A guerra civil transformouos bolcheviques em “partido único”, depois do fracassado atentado de seus ex-aliados esseristas de esquerda contra a vida de Lênin (embora Fanny Kaplan, sua autora, insistisse em que tinha agido por conta própria: foi sumariamente executada). As sequelas do atentado foram consideradas responsáveis pelo declínio da saúde de Lênin e por sua morte prematura, em 1924, aos 55 anos de idade. Houve, também, os assassinatos de Uritsky, membro do Comitê Central, e do popular orador bolchevique Volodarsky: “Os acontecimentos do verão de 1918 deixaram os bolcheviques sem rivais nem comparsas como partido dominante no estado; e possuíam na Tcheka um órgão de poder absoluto. Persistia, contudo, uma forte relutância em usar esse poder sem restrições. Não tinha ainda chegado o momento para a extinção final dos partidos excluídos. O terror era, nesta altura, um instrumento caprichoso e era normal encontrar partidos contra os quais tinham sido pronunciados os mais violentos anátemas e tomadas as medidas mais drásticas a continuarem a sobreviver e a gozarem de certa medida de tolerância.

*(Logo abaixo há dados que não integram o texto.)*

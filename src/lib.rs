//! Portico Core - HTTP backend core
//!
//! This crate provides the request-processing pipeline (request context,
//! validation, rate limiting, injection screening, security headers, logging
//! and error translation) together with the JWT access/refresh token
//! lifecycle and the authentication endpoints built on top of them.

pub mod api;
pub mod clock;
pub mod config;
pub mod crypto;
pub mod domain;
pub mod error;
pub mod jwt;
pub mod middleware;
pub mod ratelimit;
pub mod repository;
pub mod security;
pub mod server;
pub mod service;
pub mod state;
pub mod telemetry;

// Re-export commonly used types
pub use config::Config;
pub use error::{AppError, Result};
//! Common test utilities
//!
//! Drives the production router in-process through `oneshot`: in-memory
//! users, a manual clock and a local rate limiter. No network, no Redis.

#![allow(dead_code)]

use axum::{
    body::Body,
    http::{header, HeaderMap, Method, Request, StatusCode},
    Router,
};
use portico_core::clock::{Clock, ManualClock};
use portico_core::config::Config;
use portico_core::crypto::PasswordHasher;
use portico_core::ratelimit::LocalRateLimiter;
use portico_core::repository::InMemoryUserStore;
use portico_core::server::{build_router, AppState};
use serde_json::{json, Value};
use std::sync::Arc;
use tower::ServiceExt;

pub const TEST_SECRET: &str = "test-secret-key-for-http-testing";
pub const START: i64 = 1_700_000_000;

/// Reversible "hash" so tests don't pay for Argon2.
pub struct PlainHasher;

impl PasswordHasher for PlainHasher {
    fn hash(&self, plain: &str) -> portico_core::Result<String> {
        Ok(format!("plain:{plain}"))
    }

    fn verify(&self, plain: &str, digest: &str) -> bool {
        digest == format!("plain:{plain}")
    }
}

pub fn test_config() -> Config {
    Config::with_secret(TEST_SECRET)
}

pub struct TestApp {
    pub router: Router,
    pub state: AppState,
    pub clock: ManualClock,
}

impl TestApp {
    pub fn new() -> Self {
        Self::with_config(test_config())
    }

    pub fn with_config(config: Config) -> Self {
        let clock = ManualClock::at_timestamp(START);
        let shared: Arc<dyn Clock> = Arc::new(clock.clone());
        let state = AppState::new(
            config,
            Arc::new(InMemoryUserStore::new()),
            Arc::new(PlainHasher),
            shared.clone(),
            Arc::new(LocalRateLimiter::new(shared)),
        )
        .expect("test state");

        Self {
            router: build_router(state.clone()),
            state,
            clock,
        }
    }

    pub async fn send(&self, request: Request<Body>) -> TestResponse {
        let response = self.router.clone().oneshot(request).await.unwrap();
        let status = response.status();
        let headers = response.headers().clone();
        let body = axum::body::to_bytes(response.into_body(), usize::MAX)
            .await
            .unwrap_or_default();
        let json = serde_json::from_slice(&body).unwrap_or(Value::Null);
        TestResponse {
            status,
            headers,
            json,
        }
    }

    pub async fn get(&self, path: &str, token: Option<&str>) -> TestResponse {
        let mut builder = Request::builder().method(Method::GET).uri(path);
        if let Some(token) = token {
            builder = builder.header(header::AUTHORIZATION, format!("Bearer {token}"));
        }
        self.send(builder.body(Body::empty()).unwrap()).await
    }

    pub async fn post_json(&self, path: &str, body: &Value) -> TestResponse {
        self.send_json(Method::POST, path, body, None).await
    }

    pub async fn send_json(
        &self,
        method: Method,
        path: &str,
        body: &Value,
        token: Option<&str>,
    ) -> TestResponse {
        let mut builder = Request::builder()
            .method(method)
            .uri(path)
            .header(header::CONTENT_TYPE, "application/json");
        if let Some(token) = token {
            builder = builder.header(header::AUTHORIZATION, format!("Bearer {token}"));
        }
        self.send(builder.body(Body::from(body.to_string())).unwrap())
            .await
    }

    pub async fn register(&self, email: &str, username: &str, password: &str) -> TestResponse {
        self.post_json(
            "/api/auth/register",
            &json!({
                "email": email,
                "username": username,
                "password": password,
            }),
        )
        .await
    }

    pub async fn login(&self, email: &str, password: &str) -> TestResponse {
        self.post_json(
            "/api/auth/login",
            &json!({ "email": email, "password": password }),
        )
        .await
    }

    /// Register a user and return the `(access, refresh)` tokens from logging in.
    pub async fn register_and_login(&self, email: &str, password: &str) -> (String, String) {
        let username = email.split('@').next().unwrap_or("user");
        let registered = self.register(email, &format!("{username}-user"), password).await;
        assert_eq!(registered.status, StatusCode::CREATED, "{:?}", registered.json);

        let login = self.login(email, password).await;
        assert_eq!(login.status, StatusCode::OK, "{:?}", login.json);
        (
            login.json["access_token"].as_str().unwrap().to_string(),
            login.json["refresh_token"].as_str().unwrap().to_string(),
        )
    }
}

pub struct TestResponse {
    pub status: StatusCode,
    pub headers: HeaderMap,
    pub json: Value,
}

impl TestResponse {
    pub fn header(&self, name: &str) -> Option<&str> {
        self.headers.get(name).and_then(|v| v.to_str().ok())
    }

    pub fn error_code(&self) -> u64 {
        self.json["error_code"].as_u64().unwrap_or_default()
    }
}
//! Domain models for Portico Core

pub mod user;

pub use user::*;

“Um dos primeiros decretos do novo regime tinha autorizado o Sovnarkom a encerrar todos os jornais que pregassem ‘aberta resistência ou desobediência ao Governo Operário e Camponês’ e, em princípio, a imprensa burguesa deixou de existir. Apesar deste decreto, contudo, e apesar da proscrição do partido cadete, em fins de 1917, o jornal cadete Svoboda Rossi ainda era publicado em Moscou no verão de 1918. O jornal menchevique de Petrogrado, Novyi Luch, foi suprimido em fevereiro de 1918 pela sua campanha de oposição ao tratado de Brest-Litovsk. Não obstante, reapareceu, em abril, em Moscou, com o nome de Vpered e continuou durante algum tempo a sua carreira sem interferências. Publicavam-se em Moscou jornais anarquistas muito tempo depois da ação da Tcheka contra os anarquistas, em abril de 1918”.[xxxii] A guerra civil varreu os compromissos de fato entre o bolchevismo e a oposição, “soviética” ou não.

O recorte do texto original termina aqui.